### INSTRUCTIONS FOR THE TASK
For the entries that follow, say how many lines hold the string "filename", with nothing else in the reply.

====== RECORDS FOR THE TASK

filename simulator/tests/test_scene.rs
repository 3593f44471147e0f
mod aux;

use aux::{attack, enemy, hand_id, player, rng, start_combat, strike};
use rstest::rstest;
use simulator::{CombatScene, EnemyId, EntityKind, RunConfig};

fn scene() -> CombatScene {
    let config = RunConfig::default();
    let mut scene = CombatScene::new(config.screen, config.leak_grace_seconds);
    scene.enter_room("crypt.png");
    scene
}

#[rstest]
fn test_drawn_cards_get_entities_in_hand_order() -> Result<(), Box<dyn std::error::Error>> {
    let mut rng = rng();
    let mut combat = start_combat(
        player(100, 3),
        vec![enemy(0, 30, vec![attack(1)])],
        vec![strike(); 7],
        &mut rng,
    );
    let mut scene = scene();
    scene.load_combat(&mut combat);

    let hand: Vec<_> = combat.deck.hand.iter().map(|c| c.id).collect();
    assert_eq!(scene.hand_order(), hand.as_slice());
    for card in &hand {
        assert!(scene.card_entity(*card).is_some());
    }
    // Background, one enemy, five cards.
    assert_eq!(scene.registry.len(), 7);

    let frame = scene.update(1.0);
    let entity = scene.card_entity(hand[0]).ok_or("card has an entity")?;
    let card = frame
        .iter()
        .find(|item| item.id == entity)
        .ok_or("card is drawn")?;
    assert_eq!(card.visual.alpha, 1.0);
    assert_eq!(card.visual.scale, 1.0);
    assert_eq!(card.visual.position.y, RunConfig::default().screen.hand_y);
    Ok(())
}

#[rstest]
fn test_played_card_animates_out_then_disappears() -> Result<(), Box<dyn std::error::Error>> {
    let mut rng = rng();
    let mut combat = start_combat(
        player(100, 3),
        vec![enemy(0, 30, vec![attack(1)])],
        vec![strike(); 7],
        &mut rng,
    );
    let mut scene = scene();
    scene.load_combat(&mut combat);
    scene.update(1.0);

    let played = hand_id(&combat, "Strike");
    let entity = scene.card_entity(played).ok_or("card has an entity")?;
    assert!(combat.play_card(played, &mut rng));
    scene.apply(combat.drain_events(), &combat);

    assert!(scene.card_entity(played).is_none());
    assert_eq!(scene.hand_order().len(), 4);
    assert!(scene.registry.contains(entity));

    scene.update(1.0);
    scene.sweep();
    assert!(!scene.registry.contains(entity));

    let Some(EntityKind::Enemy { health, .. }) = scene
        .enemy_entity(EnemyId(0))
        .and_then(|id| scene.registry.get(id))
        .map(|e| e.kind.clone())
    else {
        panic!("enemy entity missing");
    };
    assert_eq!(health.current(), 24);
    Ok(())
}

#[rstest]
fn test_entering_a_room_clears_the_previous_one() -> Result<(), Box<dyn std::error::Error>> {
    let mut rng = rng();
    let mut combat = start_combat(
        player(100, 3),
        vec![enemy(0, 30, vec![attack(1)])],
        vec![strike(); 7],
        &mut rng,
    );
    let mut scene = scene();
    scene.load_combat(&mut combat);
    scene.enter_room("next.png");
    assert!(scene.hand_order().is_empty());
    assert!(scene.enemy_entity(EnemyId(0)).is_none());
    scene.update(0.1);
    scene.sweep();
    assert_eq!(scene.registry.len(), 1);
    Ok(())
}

============
====== RECORDS FOR THE TASK

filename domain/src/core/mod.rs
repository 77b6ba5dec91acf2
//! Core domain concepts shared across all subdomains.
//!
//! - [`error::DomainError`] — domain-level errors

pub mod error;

============

### PROBLEM SOLUTION
2